La société compliquée.

Bonsoir à toutes et à tous.


Avez-vous remarqué ? Tout aujourd'hui est compliqué et le devient de plus en plus. Notre société n'a pas toujours été ainsi. Autrefois, quand on prenait un billet de train, c'était rapide et facile. Désormais, la multitude des offres complique tout et prend du temps. Prenez les conseils de parcours routiers pris sur internet : l'accumulation des détails fait regretter la bonne vieille carte Michelin. Et je ne parle même pas du meuble à monter soi-même acheté chez Ikea : le mode d'emploi est une redoutable épreuve qu'on surmonte difficilement. Je pourrais multiplier les exemples et les comparaisons, le constat est flagrant : nous vivons dans un monde compliqué.

Il y a même une date qu'on peut symboliquement retenir : 1976 et la création du Loto. Jusqu'à cette année-là, le billet de la Loterie Nationale était d'une extrême simplicité. On a aujourd'hui oublié, habitués que nous sommes à la complication, qu'il a fallu un certain temps pour que les Français s'habituent à un jeu de hasard au départ incompréhensible et générant de nombreuses erreurs.

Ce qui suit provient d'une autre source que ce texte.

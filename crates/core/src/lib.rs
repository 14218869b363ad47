//! Content backend for the bilingual marketing site: typed records, the
//! visibility / soft-delete / ordering lifecycle, and the stores behind it.

pub mod auth;
pub mod bilingual;
pub mod company;
pub mod entity;
pub mod error;
pub mod lifecycle;
pub mod public;
pub mod record;
pub mod reorder;
pub mod store;

pub use error::{ContentError, ContentResult};
pub use lifecycle::Lifecycle;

Attention : ne confondons pas complication et complexité. Celle-ci a toujours existé : un dossier fiscal, une théorie scientifique, un traité juridique sont des objets complexes car spécialisés. La complication, elle, concerne la vie quotidienne, quand ce qui est simple devient compliqué. Ne croyons pas non plus que la complication soit désagréable ou mal perçue. Au contraire, elle est l'occasion d'un vrai plaisir, celui d'évoquer ou de se confronter à des choses compliquées. Avez-vous remarqué qu'autour de nous les propos de nos concitoyens sont à l'envie embrouillés ? Ce n'est certes pas systématique mais fréquent. Les qualités de clarté, simplicité, concision et synthèse sont devenues rares dans le débat public ou la conversation privée.

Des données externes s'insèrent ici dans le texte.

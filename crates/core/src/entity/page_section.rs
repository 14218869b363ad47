use std::cmp::Ordering;

use serde::{Deserialize, Serialize};
use serde_json::Value;

use super::{by_order_index, Entity, EntityKind, Orderable};
use crate::bilingual::{Language, Localize};
use crate::record::patch::double_option;
use crate::record::validate::{require_text, require_text_if_set};
use crate::record::{RecordId, RecordMeta, Table, ValidationError};

/// One block of the home page (hero, services, flow, FAQ, ...), keyed by
/// `section_key` so the front end knows which component renders it.
#[derive(Debug, Clone, PartialEq, Serialize, Deserialize)]
pub struct PageSection {
    #[serde(flatten)]
    pub meta: RecordMeta,
    pub section_key: String,
    pub section_name_ja: String,
    pub section_name_zh: Option<String>,
    pub title_ja: Option<String>,
    pub title_zh: Option<String>,
    pub subtitle_ja: Option<String>,
    pub subtitle_zh: Option<String>,
    pub background_color: Option<String>,
    pub text_color: Option<String>,
    #[serde(default = "empty_styles")]
    pub custom_styles: Value,
    pub order_index: i32,
}

fn empty_styles() -> Value {
    Value::Object(Default::default())
}

#[derive(Debug, Clone, Serialize, Deserialize)]
pub struct PageSectionDraft {
    #[serde(default)]
    pub section_key: String,
    #[serde(default)]
    pub section_name_ja: String,
    #[serde(default)]
    pub section_name_zh: Option<String>,
    #[serde(default)]
    pub title_ja: Option<String>,
    #[serde(default)]
    pub title_zh: Option<String>,
    #[serde(default)]
    pub subtitle_ja: Option<String>,
    #[serde(default)]
    pub subtitle_zh: Option<String>,
    #[serde(default)]
    pub background_color: Option<String>,
    #[serde(default)]
    pub text_color: Option<String>,
    #[serde(default = "empty_styles")]
    pub custom_styles: Value,
    #[serde(default, skip_serializing_if = "Option::is_none")]
    pub order_index: Option<i32>,
    #[serde(default, skip_serializing_if = "Option::is_none")]
    pub is_visible: Option<bool>,
}

impl Default for PageSectionDraft {
    fn default() -> Self {
        Self {
            section_key: String::new(),
            section_name_ja: String::new(),
            section_name_zh: None,
            title_ja: None,
            title_zh: None,
            subtitle_ja: None,
            subtitle_zh: None,
            background_color: None,
            text_color: None,
            custom_styles: empty_styles(),
            order_index: None,
            is_visible: None,
        }
    }
}

#[derive(Debug, Clone, Default, Serialize, Deserialize)]
pub struct PageSectionPatch {
    #[serde(default, skip_serializing_if = "Option::is_none")]
    pub section_key: Option<String>,
    #[serde(default, skip_serializing_if = "Option::is_none")]
    pub section_name_ja: Option<String>,
    #[serde(default, deserialize_with = "double_option", skip_serializing_if = "Option::is_none")]
    pub section_name_zh: Option<Option<String>>,
    #[serde(default, deserialize_with = "double_option", skip_serializing_if = "Option::is_none")]
    pub title_ja: Option<Option<String>>,
    #[serde(default, deserialize_with = "double_option", skip_serializing_if = "Option::is_none")]
    pub title_zh: Option<Option<String>>,
    #[serde(default, deserialize_with = "double_option", skip_serializing_if = "Option::is_none")]
    pub subtitle_ja: Option<Option<String>>,
    #[serde(default, deserialize_with = "double_option", skip_serializing_if = "Option::is_none")]
    pub subtitle_zh: Option<Option<String>>,
    #[serde(default, deserialize_with = "double_option", skip_serializing_if = "Option::is_none")]
    pub background_color: Option<Option<String>>,
    #[serde(default, deserialize_with = "double_option", skip_serializing_if = "Option::is_none")]
    pub text_color: Option<Option<String>>,
    #[serde(default, skip_serializing_if = "Option::is_none")]
    pub custom_styles: Option<Value>,
    #[serde(default, skip_serializing_if = "Option::is_none")]
    pub order_index: Option<i32>,
    #[serde(default, skip_serializing_if = "Option::is_none")]
    pub is_visible: Option<bool>,
}

impl Entity for PageSection {
    const KIND: EntityKind = EntityKind::PageSection;
    const TABLE: Table = Table {
        name: "page_sections",
        columns: &[
            "section_key",
            "section_name_ja",
            "section_name_zh",
            "title_ja",
            "title_zh",
            "subtitle_ja",
            "subtitle_zh",
            "background_color",
            "text_color",
            "custom_styles",
            "order_index",
        ],
    };
    const ORDERABLE: bool = true;

    type Draft = PageSectionDraft;
    type Patch = PageSectionPatch;

    fn meta(&self) -> &RecordMeta {
        &self.meta
    }

    fn validate_draft(draft: &PageSectionDraft) -> Result<(), ValidationError> {
        require_text("section_key", &draft.section_key)?;
        require_text("section_name_ja", &draft.section_name_ja)
    }

    fn validate_patch(_current: &Self, patch: &PageSectionPatch) -> Result<(), ValidationError> {
        require_text_if_set("section_key", patch.section_key.as_deref())?;
        require_text_if_set("section_name_ja", patch.section_name_ja.as_deref())
    }

    fn public_order(a: &Self, b: &Self) -> Ordering {
        by_order_index(a, b)
    }
}

impl Orderable for PageSection {
    fn order_index(&self) -> i32 {
        self.order_index
    }
}

#[derive(Debug, Clone, Serialize)]
pub struct PageSectionView {
    pub id: RecordId,
    pub section_key: String,
    pub name: String,
    pub title: Option<String>,
    pub subtitle: Option<String>,
    pub background_color: Option<String>,
    pub text_color: Option<String>,
    pub custom_styles: Value,
}

impl Localize for PageSection {
    type View = PageSectionView;

    fn localize(&self, lang: Language) -> PageSectionView {
        PageSectionView {
            id: self.meta.id,
            section_key: self.section_key.clone(),
            name: lang
                .pick(&self.section_name_ja, self.section_name_zh.as_deref())
                .to_string(),
            title: lang
                .pick_opt(self.title_ja.as_deref(), self.title_zh.as_deref())
                .map(str::to_string),
            subtitle: lang
                .pick_opt(self.subtitle_ja.as_deref(), self.subtitle_zh.as_deref())
                .map(str::to_string),
            background_color: self.background_color.clone(),
            text_color: self.text_color.clone(),
            custom_styles: self.custom_styles.clone(),
        }
    }
}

Quel plaisir singulier peut-on trouver à être compliqué ? D'abord, contrairement à ce qu'on croit, il est très facile d'être compliqué, obscur, embrouillé ; à l'inverse, la simplicité d'expression, la limpidité du propos sont des objectifs compliqués. Ensuite, la complication satisfait la vanité ; elle permet de paraître savant, expert, intelligent à peu de frais et d'exercer un certain pouvoir sur autrui. Enfin, la complication est une sorte de superstition : on admire le discours compliqué, on se dit que celui qui le tient ne peut qu'avoir raison, on se dispense d'aller chercher plus loin et de réfléchir par soi-même. Comme souvent, il y a une connivence entre le dominant et le dominé.

La société compliquée est aussi le produit de facteurs très contemporains :

1- La liberté. L'individu est beaucoup plus autonome qu'autrefois. A l'époque où l'on votait comme ses parents ou grands-parents, où l'on suivait les recommandations morales de monsieur le curé, les choix étaient relativement simples. On savait ce qu'étaient la gauche et la droite, le bien et le mal, un ouvrier et un bourgeois. Impossible aujourd'hui, beaucoup plus compliqué.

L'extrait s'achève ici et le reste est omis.